Es wäre jedoch ein Irrtum zu glauben, daß sich auch ihre politischen Haltungen und Ziele geändert hätten. Bezeichnend auf ihrem Gründungsparteitag am 12. und 13. Januar 1980 war, daß angefangen von der Nachrüstung, dem Antiamerikanismus, der Antiatompolitik, dem Ruf nach totaler Abrüstung und Abschaffung von Bundeswehr und Nato, kein Wort über den damals soeben erfolgten Überfall der Sowjetunion auf Afghanistan verloren wurde. Wie die gesamte Linke predigten sie das Märchen vom "friedlichen Nebeneinander" der Blöcke, bewunderten die "sozialistischen Errungenschaften" in der DDR und biederten sich den kommunistischen Machthabern an.
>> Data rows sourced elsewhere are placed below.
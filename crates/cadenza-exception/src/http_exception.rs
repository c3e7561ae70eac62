use http::StatusCode;
use std::error::Error as StdError;
use std::fmt;

type BoxedCause = Box<dyn StdError + Send + Sync + 'static>;

/// A failure carrying the HTTP status it should be reported with
///
/// `Display` prints `[<status>] <message>`. The alternate form (`{:#}`)
/// appends the chain of wrapped causes, one per line, and is what debug
/// pages show.
pub struct HttpException {
	status: StatusCode,
	message: String,
	source: Option<BoxedCause>,
}

impl HttpException {
	/// Create an exception with an explicit status and message
	///
	/// # Examples
	///
	/// ```
	/// use cadenza_exception::HttpException;
	/// use http::StatusCode;
	///
	/// let exception = HttpException::new(StatusCode::GONE, "Article removed");
	/// assert_eq!(exception.status_code(), 410);
	/// assert_eq!(exception.to_string(), "[410] Article removed");
	/// ```
	pub fn new(status: StatusCode, message: impl Into<String>) -> Self {
		Self {
			status,
			message: message.into(),
			source: None,
		}
	}

	/// Create an exception whose message is the canonical reason phrase
	pub fn from_status(status: StatusCode) -> Self {
		Self::new(status, status.canonical_reason().unwrap_or("Unknown Status"))
	}

	/// 404 Not Found, raised when no route matches the request
	pub fn not_found() -> Self {
		Self::from_status(StatusCode::NOT_FOUND)
	}

	/// 500 Internal Server Error
	pub fn internal_server_error() -> Self {
		Self::from_status(StatusCode::INTERNAL_SERVER_ERROR)
	}

	/// Attach the failure that caused this exception
	///
	/// # Examples
	///
	/// ```
	/// use cadenza_exception::HttpException;
	///
	/// let io = std::io::Error::other("disk full");
	/// let exception = HttpException::internal_server_error().with_source(io);
	/// assert_eq!(format!("{exception:#}"), "[500] Internal Server Error\nCaused by: disk full");
	/// ```
	pub fn with_source(mut self, source: impl Into<BoxedCause>) -> Self {
		self.source = Some(source.into());
		self
	}

	/// Status code of this exception
	pub fn status(&self) -> StatusCode {
		self.status
	}

	/// Numeric status code of this exception
	pub fn status_code(&self) -> u16 {
		self.status.as_u16()
	}

	/// Human readable message, also used as the response reason phrase
	pub fn message(&self) -> &str {
		&self.message
	}
}

impl fmt::Debug for HttpException {
	fn fmt(&self, f: &mut fmt::Formatter<'_>) -> fmt::Result {
		f.debug_struct("HttpException")
			.field("status", &self.status.as_u16())
			.field("message", &self.message)
			.field("source", &self.source)
			.finish()
	}
}

impl fmt::Display for HttpException {
	fn fmt(&self, f: &mut fmt::Formatter<'_>) -> fmt::Result {
		write!(f, "[{}] {}", self.status.as_u16(), self.message)?;
		if f.alternate() {
			let mut cause = self.source.as_deref().map(|c| c as &(dyn StdError + 'static));
			while let Some(current) = cause {
				write!(f, "\nCaused by: {current}")?;
				cause = current.source();
			}
		}
		Ok(())
	}
}

impl StdError for HttpException {
	fn source(&self) -> Option<&(dyn StdError + 'static)> {
		self.source
			.as_deref()
			.map(|cause| cause as &(dyn StdError + 'static))
	}
}
//! # Cadenza Conf
//!
//! Layered settings for Cadenza applications.
//!
//! Values come from [`sources::ConfigSource`] implementations (defaults, TOML or
//! JSON files, environment variables) and are merged by [`SettingsBuilder`] into a
//! single [`Settings`] tree addressed with dotted keys such as `errors.404`.
//!
//! ## Keys read by the dispatcher
//!
//! | Key | Meaning |
//! |---|---|
//! | `errors.<status>` | Error handler identifier for a given status code |
//! | `errors.default` | Error handler identifier used when no status-specific one exists |
//! | `debug` | Boolean; enables exception details and the debug response header |
//!
//! ## Examples
//!
//! ```
//! use cadenza_conf::SettingsBuilder;
//! use cadenza_conf::sources::{DefaultSource, EnvSource};
//! use serde_json::json;
//!
//! let settings = SettingsBuilder::new()
//!     .add_source(DefaultSource::new().with_value("debug", json!(false)))
//!     .add_source(EnvSource::new().with_prefix("MYAPP_DOCTEST_"))
//!     .build()
//!     .unwrap();
//!
//! assert!(!settings.debug().unwrap());
//! ```

pub mod settings;
pub mod sources;

pub use settings::{DEBUG_KEY, Settings, SettingsBuilder, SettingsError};
pub use sources::{
	ConfigSource, DefaultSource, EnvSource, JsonFileSource, SourceError, TomlFileSource,
	auto_source,
};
Wer - wie ihre Vorkämpferin Petra Kelly - sich auch für östliche Dissidenten und Verfolgte einsetzte, hatte bald keinen Platz mehr bei den Grünen.

Der damalige sozialdemokratische hessische Ministerpräsident Holger Börner hatte anfangs sehr treffend erkannt, daß der grüne Kern eigentlich rotbraun war, und sie mit den frühen Nationalsozialisten verglichen, die der ehemalige Betonfacharbeiter Börner am liebsten "mit der Dachlatte vom Bau getrieben" hätte. Dann mußte er sich der Parteiräson beugen und war der erste, der Joseph Fischer zum hessischen Landesminister machte und es hinnahm, daß dieser in Turnschuhen und "Räuberzivil" zur Vereidigung in den Hessischen Landtag kam. Damit wurden die Grünen salonfähig gemacht und begannen ihre Umerziehungspolitik.

Denn das ist das eigentlich Tragische an der Entwicklung seit der grünen Machtbeteiligung, daß sie mit Beharrlichkeit eine gesellschaftliche Umstrukturierung betreiben, die Deutschland auf die hinteren Ränge der Industriestaaten gebracht hat. Ihre Energiepolitik kostet uns Milliarden, ohne ein Jota an größerer Sicherheit oder Umweltnutzen zu bringen. Was der grüne Chefideologe Jürgen Trittin vom Windmühlenbau über Dosenpfand bis zu Entsorgungs- und Wiederaufbereitungsregelungen durchgesetzt hat, macht Deutschland bei unseren Nachbarn lächerlich und schreckt Investoren ab.

Darin aber kommt in erster Linie der totalitäre Wahn ideologischer Systemveränderer zum Ausdruck, mit welchem ein ganzes Volk und seine gewachsene gesellschaftliche Struktur in eine andere Richtung gedrängt werden sollen. Der totale Kontroll- und Regelungsstaat feiert Auferstehung. Und beide großen Volksparteien machen diesen Wahnwitz aus rein populistischer Machtkungelei mit!